In Re Pennaco Energy, Inc.

787 A.2d 691, 2001 Del. Ch. LEXIS 19, 2001 WL 115341
CourtCourt of Chancery of Delaware
DecidedFebruary 5, 2001
DocketCivil Action 18606
StatusPublished
Cited by23 cases

This text of 787 A.2d 691 (In Re Pennaco Energy, Inc.) is published on Counsel Stack Legal Research, covering Court of Chancery of Delaware primary law. Counsel Stack provides free access to over 12 million legal documents including statutes, case law, regulations, and constitutions.

Bluebook
In Re Pennaco Energy, Inc., 787 A.2d 691, 2001 Del. Ch. LEXIS 19, 2001 WL 115341 (Del. Ct. App. 2001).

Opinion

OPINION

STRINE, Vice Chancellor,

Shareholder plaintiffs seek a preliminary injunction against the February 5, 2001 closing of a tender offer by an acquisition subsidiary of Marathon Oil (“Marathon”) for all the shares of Pennaco Energy, Inc. (“Pennaco”). The tender offer price is $19 per share and Marathon intends to consummate a back-end merger at the same price to cash-out any shares it does not acquire. The offer price is at a substantial premium to Pennaco’s pre-offer trading price.

The plaintiffs contend that the Pennaco directors did not undertake efforts that were reasonably calculated to secure the best value. Because the Pennaco board did not actively shop the company and relied solely on a post-agreement market check, the plaintiffs assert that the directors’ efforts were so deficient as to justify the entry of an injunction. The plaintiffs couple this argument with an attack on the directors’ motives. In particular, the plaintiffs claim that Pennaco’s two top-ranking officers, who are on the Pen-naco board, loaded themselves up with severance benefits and options in contempla *693 tion of a sale. These officers, plaintiffs contend, were motivated to secure less than the best price and diverted an unfair portion of the sale price to themselves.

Finally, the plaintiffs contend that the Pennaco directors have not disclosed all the material facts bearing on the decision facing the Pennaco stockholders. In particular, the plaintiffs argue that the Penna-co directors have not disclosed material information regarding the value of Penna-co that was generated by a director who is the company’s Chief Financial Officer (“CFO”). This information was contained in documents that were not produced in discovery until after the CFO had testified in his deposition in a manner that appeared to be contradicted by those late-emerging documents. If reliable, the information in the documents bears materially on the value of Pennaco.

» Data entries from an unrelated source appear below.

//! Unique index keys, evaluated in process by [`InMemoryRepository`].
//!
//! [`InMemoryRepository`]: super::InMemoryRepository

use livelum_companies::Company;
use livelum_core::{CompanyScoped, Sequenced};
use livelum_documents::Document;
use livelum_objectives::Objective;
use livelum_people::Person;
use livelum_risks::Risk;
use livelum_skills::Skill;
use livelum_stakeholders::Stakeholder;

use crate::db::constraints;

/// One entry of a unique index: the constraint it belongs to and the indexed value.
#[derive(Debug, Clone, PartialEq, Eq, Hash)]
pub struct UniqueKey {
    pub constraint: &'static str,
    pub value: String,
}

impl UniqueKey {
    pub fn new(constraint: &'static str, value: impl Into<String>) -> Self {
        Self {
            constraint,
            value: value.into(),
        }
    }

    fn number<E: Sequenced>(constraint: &'static str, entity: &E) -> Self {
        Self::new(constraint, format!("{}:{}", entity.company_id(), entity.number()))
    }
}

/// Entities that participate in unique indexes.
pub trait UniqueKeys {
    fn unique_keys(&self) -> Vec<UniqueKey>;
}

impl UniqueKeys for Company {
    fn unique_keys(&self) -> Vec<UniqueKey> {
        vec![UniqueKey::new(constraints::COMPANIES_TAX_ID, self.tax_id())]
    }
}

impl UniqueKeys for Person {
    fn unique_keys(&self) -> Vec<UniqueKey> {
        vec![
            UniqueKey::number(constraints::PEOPLE_NUMBER, self),
            UniqueKey::new(
                constraints::PEOPLE_DOCUMENTO,
                format!("{}:{}", self.company_id(), self.document()),
            ),
        ]
    }
}

impl UniqueKeys for Skill {
    fn unique_keys(&self) -> Vec<UniqueKey> {
        vec![UniqueKey::number(constraints::SKILLS_NUMBER, self)]
    }
}

impl UniqueKeys for Stakeholder {
    fn unique_keys(&self) -> Vec<UniqueKey> {
        vec![UniqueKey::number(constraints::STAKEHOLDERS_NUMBER, self)]
    }
}

impl UniqueKeys for Document {
    fn unique_keys(&self) -> Vec<UniqueKey> {
        vec![UniqueKey::number(constraints::DOCUMENTS_NUMBER, self)]
    }
}

impl UniqueKeys for Risk {
    fn unique_keys(&self) -> Vec<UniqueKey> {
        vec![UniqueKey::number(constraints::RISKS_NUMBER, self)]
    }
}

impl UniqueKeys for Objective {
    fn unique_keys(&self) -> Vec<UniqueKey> {
        vec![UniqueKey::number(constraints::OBJECTIVES_NUMBER, self)]
    }
}
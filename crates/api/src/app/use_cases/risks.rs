use chrono::Utc;
use tracing::{info, instrument};

use livelum_core::{CompanyId, Entity, Sequenced};
use livelum_infra::DynSequencedRepository;
use livelum_risks::{NewRisk, Risk, RiskId, RiskPatch, RiskSearchCriteria, RiskStatus};

use super::{Page, ServiceError, ServiceResult, create_numbered, search_page};

const NOT_FOUND: &str = "Riesgo no encontrado";

#[derive(Debug, Clone, PartialEq, Eq)]
pub struct CreateRisk {
    pub title: String,
    pub description: Option<String>,
    pub probability: u8,
    pub impact: u8,
    pub owner_id: Option<String>,
    pub company_id: CompanyId,
}

impl CreateRisk {
    fn numbered(&self, number: u32) -> NewRisk {
        NewRisk {
            number,
            title: self.title.clone(),
            description: self.description.clone(),
            probability: self.probability,
            impact: self.impact,
            owner_id: self.owner_id.clone(),
            company_id: self.company_id,
        }
    }
}

#[derive(Clone)]
pub struct RiskService {
    repo: DynSequencedRepository<Risk, RiskSearchCriteria>,
}

impl RiskService {
    pub fn new(repo: DynSequencedRepository<Risk, RiskSearchCriteria>) -> Self {
        Self { repo }
    }

    #[instrument(skip(self, input), fields(company_id = %input.company_id), err)]
    pub async fn create(&self, input: CreateRisk) -> ServiceResult<Risk> {
        let risk = create_numbered(self.repo.as_ref(), input.company_id, |number| {
            Risk::create(input.numbered(number), Utc::now())
        })
        .await?;
        info!(id = %risk.id(), number = risk.number(), score = risk.score(), "risk created");
        Ok(risk)
    }

    #[instrument(skip(self), fields(id = %id), err)]
    pub async fn get(&self, id: RiskId) -> ServiceResult<Risk> {
        self.repo
            .find_by_id(&id)
            .await?
            .ok_or_else(|| ServiceError::NotFound(NOT_FOUND.into()))
    }

    #[instrument(skip(self), err)]
    pub async fn search(&self, criteria: RiskSearchCriteria) -> ServiceResult<Page<Risk>> {
        search_page(self.repo.as_ref(), &criteria).await
    }

    #[instrument(skip(self, patch), fields(id = %id), err)]
    pub async fn update(&self, id: RiskId, patch: RiskPatch) -> ServiceResult<Risk> {
        let mut risk = self.get(id).await?;
        risk.update(patch, Utc::now())?;
        self.repo.save(&risk).await?;
        info!(score = risk.score(), "risk updated");
        Ok(risk)
    }

    #[instrument(skip(self), fields(id = %id), err)]
    pub async fn change_status(&self, id: RiskId, status: RiskStatus) -> ServiceResult<Risk> {
        let mut risk = self.get(id).await?;
        risk.set_status(status, Utc::now());
        self.repo.save(&risk).await?;
        info!(status = status.as_str(), "risk status changed");
        Ok(risk)
    }

    #[instrument(skip(self), fields(id = %id), err)]
    pub async fn delete(&self, id: RiskId) -> ServiceResult<()> {
        if !self.repo.delete(&id).await? {
            return Err(ServiceError::NotFound(NOT_FOUND.into()));
        }
        info!("risk deleted");
        Ok(())
    }
}

#[cfg(test)]
mod tests {
    use livelum_infra::InMemoryRepository;
    use livelum_risks::RiskLevel;

    use super::*;

    fn input(company_id: CompanyId, probability: u8, impact: u8) -> CreateRisk {
        CreateRisk {
            title: "Falla de proveedor".into(),
            description: None,
            probability,
            impact,
            owner_id: None,
            company_id,
        }
    }

    #[tokio::test]
    async fn out_of_range_rating_is_rejected() {
        let svc = RiskService::new(InMemoryRepository::<Risk>::arc());
        let err = svc.create(input(CompanyId::new(), 6, 1)).await.unwrap_err();
        assert_eq!(
            err,
            ServiceError::Validation("La probabilidad debe estar entre 1 y 5".into())
        );
    }

    #[tokio::test]
    async fn level_filter_uses_score_bands() {
        let svc = RiskService::new(InMemoryRepository::<Risk>::arc());
        let acme = CompanyId::new();
        svc.create(input(acme, 1, 2)).await.unwrap();
        svc.create(input(acme, 5, 5)).await.unwrap();
        svc.create(input(acme, 4, 5)).await.unwrap();

        let criteria = RiskSearchCriteria::builder()
            .with_company(acme)
            .with_level(Some(RiskLevel::Critical))
            .build();
        let page = svc.search(criteria).await.unwrap();
        assert_eq!(page.total, 2);
        assert!(page.items.iter().all(|r| r.level() == RiskLevel::Critical));
    }
}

In this opinion, I deny plaintiffs’ request for a preliminary injunction. To address the problematic evidentiary record that existed as of oral argument, the court suggested that the CFO be deposed again. He was, and his deposition testimony, coupled with the circumstances which gave rise to his creation of the documents plaintiffs seek to have disclosed, persuades me that the documents do not contain material information that should have been disclosed. Rather, the documents seem to be mere bargaining devices, which lack sufficient reliability and factual support to warrant disclosure.

Likewise, the court finds that the plaintiffs’ other claims will not support injunc-tive relief. Given the deference that must be afforded directors in deciding how to sell a corporation, the court cannot conclude that the Pennaco board failed to undertake reasonable efforts to get the best available price. Although the board negotiated with a single bidder, it bargained hard and made sure that the transaction was subject to a post-agreement market check unobstructed by onerous deal protection measures that would impede a topping bid.

Nor am I convinced that the directors were likely motivated by the desire for employment-related benefits rather than their desire to receive the best price. Pennaco’s two top executives owned a substantial amount of equity and the changes to their employment agreements challenged by the plaintiffs had a rational business purpose.

I. Factual Background

Pennaco And Its Directors

Pennaco is a Delaware corporation with its principal executive offices in Denver, Colorado. Pennaco was formed in early 1998 to explore for and produce natural “methane” gas from coal beds in the Powder River Basin in Wyoming.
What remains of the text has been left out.